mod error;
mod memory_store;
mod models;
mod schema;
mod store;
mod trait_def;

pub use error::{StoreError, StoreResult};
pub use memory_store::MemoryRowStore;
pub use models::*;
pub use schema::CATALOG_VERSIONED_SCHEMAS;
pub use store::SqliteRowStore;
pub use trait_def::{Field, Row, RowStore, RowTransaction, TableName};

→ INSTRUCTIONS FOR THE TASK:
Each line above, from the one that contains "pub use models::*;" to the last line of the records, should be repeated exactly. Leave out all others.

→ RESULT OF THIS EXERCISE:
pub use models::*;
pub use schema::CATALOG_VERSIONED_SCHEMAS;
pub use store::SqliteRowStore;
pub use trait_def::{Field, Row, RowStore, RowTransaction, TableName};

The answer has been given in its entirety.